These data demonstrate that an increase in Ac-MT is required for efficient PPLL elongation in D723H cells, but is not sufficient to induce PPLL in WT cells. They also highlight the requirement for a regulation of the Ac-MT level both in D723H cells and in mouse MKs to protect the morphology of the elongating PPLLs.
MT polyglutamylation is important to induce MT marginal band-like formation
The bundled MTs are heavily polyglutamylated in the swellings of PPLLs induced by αIIbβ3 D723H signaling, and in megakaryocyte-derived proplatelets (Figs. 1a, 2a, and 3b–d).

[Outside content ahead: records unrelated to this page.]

//! The fuzzy matching engine.
//!
//! One query runs through a fixed pipeline: clean the inputs, atomize the
//! name, retrieve candidates from the index, score each candidate against
//! the query, then pick a winner or escalate to ever higher ranks until
//! something matches with enough confidence.

use std::collections::HashSet;

use thiserror::Error;
use tracing::debug;

use backbone_index::{IndexError, MAX_CANDIDATES, NameHit, TaxonIndex, filter_species_aggregate};
use backbone_types::{
    AuthorComparator, Classification, LINNEAN_RANKS, MatchType, NameParser, NameSimilarity,
    NameType, ParsedName, Rank, TaxonUsage,
};

use crate::authorship::DefaultAuthorComparator;
use crate::clean::{NameAndRank, assemble_name, clean, clean_classification};
use crate::higher::{norm, to_kingdom};
use crate::notes::Note;
use crate::parser::DefaultNameParser;
use crate::score;
use crate::similarity::JaroWinklerSimilarity;

/// Accept threshold for direct matches.
const MIN_CONFIDENCE: i32 = 80;
/// Accept threshold when only a higher rank was queried.
const MIN_CONFIDENCE_FOR_HIGHER_MATCHES: i32 = 90;
/// Candidates this close to the best count as equally good when checking
/// whether they span conflicting classes.
const MIN_CONFIDENCE_ACROSS_RANKS: i32 = 1;

/// Ranks tried, lowest first, when a name itself finds no match and the
/// provided classification is used as a fallback query.
const HIGHER_QUERY_RANK: [Rank; 7] = [
    Rank::Species,
    Rank::Genus,
    Rank::Family,
    Rank::Order,
    Rank::Class,
    Rank::Phylum,
    Rank::Kingdom,
];

#[derive(Debug, Error)]
pub enum MatchError {
    #[error(transparent)]
    Index(#[from] IndexError),
}

/// One match request against the backbone.
#[derive(Clone, Debug, Default)]
pub struct MatchQuery {
    /// When set, all name fields are ignored and the usage is looked up
    /// directly.
    pub usage_key: Option<String>,
    pub name: Option<String>,
    pub authorship: Option<String>,
    /// Atomized parts, used to assemble a name when no full name is given.
    pub generic_name: Option<String>,
    pub specific_epithet: Option<String>,
    pub infraspecific_epithet: Option<String>,
    pub rank: Option<Rank>,
    pub classification: Classification,
    /// Usage ids never to match; candidates inside an excluded subtree are
    /// zeroed out, not removed, so they stay visible as alternatives.
    pub exclude: HashSet<String>,
    /// Never fall back to a higher rank.
    pub strict: bool,
    /// Report alternatives and score breakdowns.
    pub verbose: bool,
}

/// A scored candidate.
#[derive(Clone, Debug)]
pub struct Candidate {
    pub usage: TaxonUsage,
    pub match_type: MatchType,
    pub confidence: i32,
    pub notes: Vec<Note>,
}

/// Outcome of a match request.
#[derive(Clone, Debug)]
pub struct MatchResult {
    pub usage: Option<TaxonUsage>,
    pub match_type: MatchType,
    pub confidence: i32,
    pub notes: Vec<Note>,
    pub alternatives: Vec<Candidate>,
}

To better investigate the function of MT polyglutamylation, we wished to increase the number of swellings formed, since D723H cells only produce in average one or two PPLL per cell.
Although the relationship between increasing megakaryocyte ploidy and platelet production is still a matter of debate [29, 30], we hypothesized that polyploidization of D723H cells could induce more processes. We thus used the Aurora-A inhibitor, MLN8237, that was further described to selectively inhibit Aurora B and induce polyploidy at higher concentration . In preliminary experiments, we found that in D723H cells, MLN8237 concentrations above 200 nM induced cell endomitosis followed by polyploidization with no loss of cell viability. We thus treated D723H cells with 400 nM MLN8237 for 6 to 78 h. FACS analyses of DNA content showed that lenghtening exposure time to MLN8237 correlated with increased cell ploidy, with 16N being attained by 78 h treatment (Additional file 13: Figure S4A). Upon spreading on fibrinogen, polyploidization is accompanied by an increase in cell size and it correlates with increased numbers of PPLLs and more branching per PPLL, which results in the production of more swellings (Additional file 13: Figure S4B-S4C and Additional file 14: Movies S13-15). Spreading WT cells on fibrinogen or D723H cells on serum did not reproduce efficient PPLL elongation nor swelling formation (Additional file 13: Figure S4D and Additional file 14: Movies S16-18) further demonstrating the dependence of PPLL elongation for αIIbβ3D723H signaling. The MT network organization and MT PTMs in polyploid D723H cells (Additional file 13: Figure S4E) was similar to that of diploid cells (Fig. 2a).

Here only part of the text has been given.